── Given data

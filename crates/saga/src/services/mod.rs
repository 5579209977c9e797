//! Clients for the services the payment saga talks to, with in-memory
//! implementations for development and tests.

pub mod booking;
pub mod catalog;
pub mod publisher;

pub use booking::{
    Booking, BookingServiceClient, BookingStatus, HttpBookingServiceClient, InMemoryBookingService,
};
pub use catalog::{
    CatalogServiceClient, HttpCatalogServiceClient, InMemoryCatalogService, Movie, Screen, Seat,
    Showtime, Theater,
};
pub use publisher::{CompletionEventPublisher, HttpEventPublisher, InMemoryEventPublisher};

use reqwest::Response;

use crate::error::ServiceClientError;

fn url_join(base: &str, path: &str) -> String {
    format!("{}/{}", base.trim_end_matches('/'), path)
}

async fn read_error(response: Response) -> ServiceClientError {
    let status = response.status().as_u16();
    let message = response.text().await.unwrap_or_default();
    ServiceClientError::UnexpectedStatus { status, message }
}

────

### Task details
Copy out every line from the one containing "to, with in-memory" to the end of the material, both ends included.

### Answer to the exercise
//! Clients for the services the payment saga talks to, with in-memory
//! implementations for development and tests.

pub mod booking;
pub mod catalog;
pub mod publisher;

pub use booking::{
    Booking, BookingServiceClient, BookingStatus, HttpBookingServiceClient, InMemoryBookingService,
};
pub use catalog::{
    CatalogServiceClient, HttpCatalogServiceClient, InMemoryCatalogService, Movie, Screen, Seat,
    Showtime, Theater,
};
pub use publisher::{CompletionEventPublisher, HttpEventPublisher, InMemoryEventPublisher};

use reqwest::Response;

use crate::error::ServiceClientError;

fn url_join(base: &str, path: &str) -> String {
    format!("{}/{}", base.trim_end_matches('/'), path)
}

async fn read_error(response: Response) -> ServiceClientError {
    let status = response.status().as_u16();
    let message = response.text().await.unwrap_or_default();
    ServiceClientError::UnexpectedStatus { status, message }
}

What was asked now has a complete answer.